People experiencing pregnancy complications in states that restrict abortion have died preventable deaths; others have been forced to bleed out while waiting for providers to deem their conditions were life-threatening enough to receive care under narrow legal exceptions or had to travel out of state for emergency abortion care. Meanwhile survivors of rape and incest have been denied care, despite exceptions that supposedly permitted abortion in those circumstances.

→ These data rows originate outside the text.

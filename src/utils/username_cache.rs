use anyhow::Result;
use futures_util::StreamExt;
use moka::future::Cache;
use once_cell::sync::Lazy;
use sqlx::MySqlPool;
use std::time::Duration;

/// Usernames known to be taken. Absence means "ask the database".
pub static USERNAME_CACHE: Lazy<Cache<String, bool>> = Lazy::new(|| {
    Cache::builder()
        .max_capacity(100_000)
        .time_to_live(Duration::from_secs(86400)) // 24h TTL
        .build()
});

/// Mark a single username as taken
pub async fn mark_taken(username: &str) {
    USERNAME_CACHE.insert(username.to_lowercase(), true).await;
}

/// Check if username is taken
pub async fn is_taken(username: &str) -> bool {
    USERNAME_CACHE
        .get(&username.to_lowercase())
        .await
        .unwrap_or(false)
}

/// Drop a username that was renamed or deleted
pub async fn forget(username: &str) {
    USERNAME_CACHE.invalidate(&username.to_lowercase()).await;
}

async fn batch_mark(usernames: &[String]) {
    let futures: Vec<_> = usernames
        .iter()
        .map(|u| USERNAME_CACHE.insert(u.to_lowercase(), true))
        .collect();

    futures::future::join_all(futures).await;
}

/// Load the usernames of accounts that logged in recently (batched)
pub async fn warmup_username_cache(pool: &MySqlPool, days: u32, batch_size: usize) -> Result<()> {
    let mut stream = sqlx::query_as::<_, (String,)>(
        r#"
        SELECT username
        FROM users
        WHERE last_login >= NOW() - INTERVAL ? DAY
        ORDER BY last_login DESC
        "#,
    )
    .bind(days)
    .fetch(pool);

    let mut batch = Vec::with_capacity(batch_size);
    let mut total_count = 0usize;

    while let Some(row) = stream.next().await {
        let (username,) = row?;
        batch.push(username);
        total_count += 1;

        if batch.len() >= batch_size {
            batch_mark(&batch).await;
            batch.clear();
        }
    }

    if !batch.is_empty() {
        batch_mark(&batch).await;
    }

    log::info!(
        "Username cache warmup complete: {} recent users (last {} days)",
        total_count,
        days
    );

    Ok(())
}

#[cfg(test)]
mod tests {
    use super::*;

    #[actix_web::test]
    async fn taken_names_are_case_insensitive_until_forgotten() {
        mark_taken("Cache.Test.User").await;
        assert!(is_taken("cache.test.user").await);
        forget("CACHE.test.user").await;
        assert!(!is_taken("cache.test.user").await);
    }
}
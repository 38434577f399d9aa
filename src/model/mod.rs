pub mod admin_log;
pub mod content_type;
pub mod group;
pub mod lookup;
pub mod permission;
pub mod user;
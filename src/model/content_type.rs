use serde::{Deserialize, Serialize};
use utoipa::ToSchema;

/// A model known to the admin site; permissions hang off it.
#[derive(Debug, Clone, Serialize, Deserialize, sqlx::FromRow, ToSchema)]
pub struct ContentType {
    #[schema(example = 1)]
    pub id: u64,
    #[schema(example = "account")]
    pub app_label: String,
    #[schema(example = "myuser")]
    pub model: String,
    /// Human label, used when formatting permission names
    #[schema(example = "user")]
    pub name: String,
}

impl ContentType {
    pub fn natural_key(&self) -> (&str, &str) {
        (&self.app_label, &self.model)
    }
}

impl std::fmt::Display for ContentType {
    fn fmt(&self, f: &mut std::fmt::Formatter<'_>) -> std::fmt::Result {
        f.write_str(&self.name)
    }
}
/// Localized templates for the CRUD action prefixes of a codename.
const ACTION_NAME: [(&str, &str); 5] = [
    ("add", "Can add %s"),
    ("change", "Can change %s"),
    ("edit", "Can edit %s"),
    ("delete", "Can delete %s"),
    ("view", "Can view %s"),
];

fn action_template(action: &str) -> Option<&'static str> {
    ACTION_NAME
        .iter()
        .find(|(prefix, _)| *prefix == action)
        .map(|(_, template)| *template)
}

/// Human label for a permission.
///
/// The action is the codename up to its first `_`. Known actions render
/// through their template with the content type's name substituted;
/// anything else falls back to the permission's stored `name`.
pub fn permission_label(codename: &str, content_type_name: &str, name: &str) -> String {
    let action = codename.split('_').next().unwrap_or(codename);
    match action_template(action) {
        Some(template) => template.replacen("%s", content_type_name, 1),
        None => name.to_string(),
    }
}

/// Departments are labelled by their name alone.
pub fn group_label(name: &str) -> String {
    name.to_string()
}

#[cfg(test)]
mod tests {
    use super::*;

    #[test]
    fn known_actions_use_template() {
        assert_eq!(permission_label("add_myuser", "user", "ignored"), "Can add user");
        assert_eq!(permission_label("change_position", "职务", "x"), "Can change 职务");
        assert_eq!(permission_label("edit_wagetype", "用工类型", "x"), "Can edit 用工类型");
        assert_eq!(permission_label("delete_mygroup", "部门", "x"), "Can delete 部门");
        assert_eq!(permission_label("view_log", "log entry", "x"), "Can view log entry");
    }

    #[test]
    fn unknown_action_falls_back_to_name() {
        assert_eq!(
            permission_label("export_payroll", "payroll", "Can export payroll"),
            "Can export payroll"
        );
    }

    #[test]
    fn codename_without_underscore_is_its_own_action() {
        assert_eq!(permission_label("view", "user", "fallback"), "Can view user");
        assert_eq!(permission_label("approve", "user", "fallback"), "fallback");
    }

    #[test]
    fn action_match_is_exact_prefix() {
        // "adder" is not "add"
        assert_eq!(permission_label("adder_x", "thing", "Adder"), "Adder");
    }

    #[test]
    fn groups_are_labelled_by_name() {
        assert_eq!(group_label("财务部"), "财务部");
    }
}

This is the new reality of seeking pregnancy-loss care and abortion care post-Dobbs. But instead of addressing the root issue—abortion bans and restrictions—policymakers are advancing a new strategy: redefining abortion itself. These new bills seek to reinforce a false binary between abortion care and care for pregnancy loss, but this will only harm pregnant patients and further restrict access to comprehensive sexual and reproductive healthcare.
For example, a bill in Utah would allow people who have obtained abortion care for certain reasons (such as treating an ectopic pregnancy; removing a dead fetus; or in the cases of fetal anomaly, rape, or incest) to request that their medical record state that the abortion was “involuntary.” The proposed legislation attempts to legally codify the distinction between “elective” abortions and those obtained for medical reasons to further stigmatize abortion care. The bill’s sponsor has been at the forefront of restricting abortion in Utah, and claims this bill is for medical records and to prevent patient “distress.” However, there is no need for legislators to define medical care for the sake of providers or patients. People’s reproductive experiences are highly personal, and the language they use to describe them should be up to them—not politicians.

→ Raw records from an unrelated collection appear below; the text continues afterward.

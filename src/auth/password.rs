use argon2::{
    password_hash::{rand_core::OsRng, PasswordHash, PasswordHasher, PasswordVerifier, SaltString},
    Argon2,
};

use crate::error::{AppError, AppResult};

pub fn hash_password(password: &str) -> AppResult<String> {
    let argon2 = Argon2::default();
    let salt = SaltString::generate(&mut OsRng);

    argon2
        .hash_password(password.as_bytes(), &salt)
        .map(|hash| hash.to_string())
        .map_err(|e| AppError::Internal(format!("password hashing failed: {e}")))
}

pub fn verify_password(password: &str, hashed: &str) -> Result<(), argon2::password_hash::Error> {
    let argon2 = Argon2::default();
    let parsed = PasswordHash::new(hashed)?;

    argon2.verify_password(password.as_bytes(), &parsed)
}

#[cfg(test)]
mod tests {
    use super::*;

    #[test]
    fn hash_verifies_only_the_original_password() {
        let hash = hash_password("correct horse").unwrap();
        assert!(hash.starts_with("$argon2"));
        assert!(verify_password("correct horse", &hash).is_ok());
        assert!(verify_password("wrong horse", &hash).is_err());
    }

    #[test]
    fn malformed_hash_is_an_error_not_a_panic() {
        assert!(verify_password("x", "not-a-phc-string").is_err());
    }
}
use actix_web::{HttpResponse, web};
use sqlx::MySqlPool;

use crate::{auth::auth::AuthUser, error::AppResult, model::content_type::ContentType};

/// Content types, for the permission form
#[utoipa::path(
    get,
    path = "/api/content-types",
    responses(
        (status = 200, description = "All content types", body = [ContentType]),
        (status = 403, description = "Not staff")
    ),
    tag = "Permission",
    security(("bearer_auth" = []))
)]
pub async fn list_content_types(
    auth: AuthUser,
    pool: web::Data<MySqlPool>,
) -> AppResult<HttpResponse> {
    auth.require_staff(pool.get_ref()).await?;

    let content_types = sqlx::query_as::<_, ContentType>(
        "SELECT id, app_label, model, name FROM content_types ORDER BY app_label, model",
    )
    .fetch_all(pool.get_ref())
    .await?;
    Ok(HttpResponse::Ok().json(content_types))
}
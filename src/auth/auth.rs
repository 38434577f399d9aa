use actix_web::{FromRequest, HttpMessage, HttpRequest, dev::Payload};
use futures::future::{Ready, ready};
use sqlx::MySqlPool;

use crate::auth::permissions::{UserPerms, load_user_perms};
use crate::error::{AppError, AppResult};

/// The session user acting on this request, set by the auth middleware.
#[derive(Debug, Clone)]
pub struct AuthUser {
    pub user_id: u64,
    pub username: String,
    /// Client address, recorded in the admin log
    pub ip_addr: Option<String>,
}

impl FromRequest for AuthUser {
    type Error = AppError;
    type Future = Ready<Result<Self, Self::Error>>;

    fn from_request(req: &HttpRequest, _: &mut Payload) -> Self::Future {
        ready(
            req.extensions()
                .get::<AuthUser>()
                .cloned()
                .ok_or_else(|| AppError::Unauthorized("Missing token".into())),
        )
    }
}

impl AuthUser {
    pub async fn perms(&self, pool: &MySqlPool) -> AppResult<UserPerms> {
        load_user_perms(pool, self.user_id).await
    }

    /// Loads the user's permissions and fails unless they are active staff
    /// holding `perm`.
    pub async fn require(&self, pool: &MySqlPool, perm: &str) -> AppResult<UserPerms> {
        let perms = self.perms(pool).await?;
        perms.require(perm)?;
        Ok(perms)
    }

    pub async fn require_staff(&self, pool: &MySqlPool) -> AppResult<UserPerms> {
        let perms = self.perms(pool).await?;
        perms.require_staff()?;
        Ok(perms)
    }
}
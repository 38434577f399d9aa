pub mod admin_meta;
pub mod content_types;
pub mod groups;
pub mod logs;
pub mod lookups;
pub mod permissions;
pub mod users;

use serde::Serialize;
use sqlx::{MySql, Transaction};
use utoipa::ToSchema;

use crate::error::{AppError, AppResult};

pub fn not_registered(model: &str) -> AppError {
    AppError::NotFound(format!("Admin for {model}"))
}

/// An option in a relation widget: the stored id plus its display label.
#[derive(Debug, Clone, Serialize, ToSchema, sqlx::FromRow)]
pub struct Choice {
    pub id: u64,
    pub label: String,
}

/// Replaces the rows of a many-to-many junction table for one owner.
///
/// `table`, `owner_column` and `target_column` come from code, never from
/// request data.
pub async fn replace_links(
    tx: &mut Transaction<'_, MySql>,
    table: &str,
    owner_column: &str,
    target_column: &str,
    owner_id: u64,
    target_ids: &[u64],
) -> AppResult<()> {
    sqlx::query(&format!("DELETE FROM {table} WHERE {owner_column} = ?"))
        .bind(owner_id)
        .execute(&mut **tx)
        .await?;

    if target_ids.is_empty() {
        return Ok(());
    }

    let placeholders = vec!["(?, ?)"; target_ids.len()].join(", ");
    let sql = format!("INSERT INTO {table} ({owner_column}, {target_column}) VALUES {placeholders}");
    let mut query = sqlx::query(&sql);
    for target_id in target_ids {
        query = query.bind(owner_id).bind(*target_id);
    }
    query
        .execute(&mut **tx)
        .await
        .map_err(|e| AppError::from_write(e, "Duplicate relation"))?;
    Ok(())
}

/// Comma-separated changed fields; the log prefixes it with the object.
pub fn change_message(changed: &[&str]) -> String {
    if changed.is_empty() {
        "No fields changed.".to_string()
    } else {
        changed.join(", ")
    }
}

#[cfg(test)]
mod tests {
    use super::*;

    #[test]
    fn change_message_lists_fields() {
        assert_eq!(change_message(&["name", "mobile"]), "name, mobile");
        assert_eq!(change_message(&[]), "No fields changed.");
    }
}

In other states, attempts to omit care for pregnancy loss from the legal definition of abortion opens the door for abortion to be further restricted. In Missouri, Wisconsin, and South Dakota, bills are being pushed that change the definition of abortion to exclude a range of pregnancy-loss care. Wisconsin’s bill, for example, aims to “exempt [this care] from abortion restrictions,” implying that there is some reproductive healthcare that should be protected, while some should not.
The only way to ensure that people in medical emergencies or who have experienced violence can get the care they need is expanding and protecting abortion care for all.
These bills all also rely on language that personifies the fetus or embryo, advancing the long-held anti-abortion goal of granting full legal rights to embryos and fetuses. Fetal personhood directly undercuts pregnant people’s rights and can be used to target other reproductive healthcare such as forms of contraception and IVF. While this language was eventually removed from the South Dakota bill, its inclusion when it was first introduced exposes the policymakers' intention: to carve out some forms of pregnancy care and use that as a foundation to attack abortion care.
The push to “clarify” exceptions, or what care can be provided under abortion bans, stems from understandable public outrage—outrage we share. The horrific outcomes for pregnant people who have died preventable deaths are the direct result of abortion bans--but adding legal carve outs designed by the same policymakers who champion draconian abortion laws is not the way to ensure that everyone has access to essential pregnancy-loss care.
The truth is, it’s impossible to silo abortion care from the rest of reproductive healthcare through medical or legal frameworks. Abortion, pregnancy-loss care, and pregnancy care are interconnected by their practices, medications, and the people that provide and obtain them. The only way to ensure that people in medical emergencies or who have experienced violence can get the care they need is expanding and protecting abortion care for all.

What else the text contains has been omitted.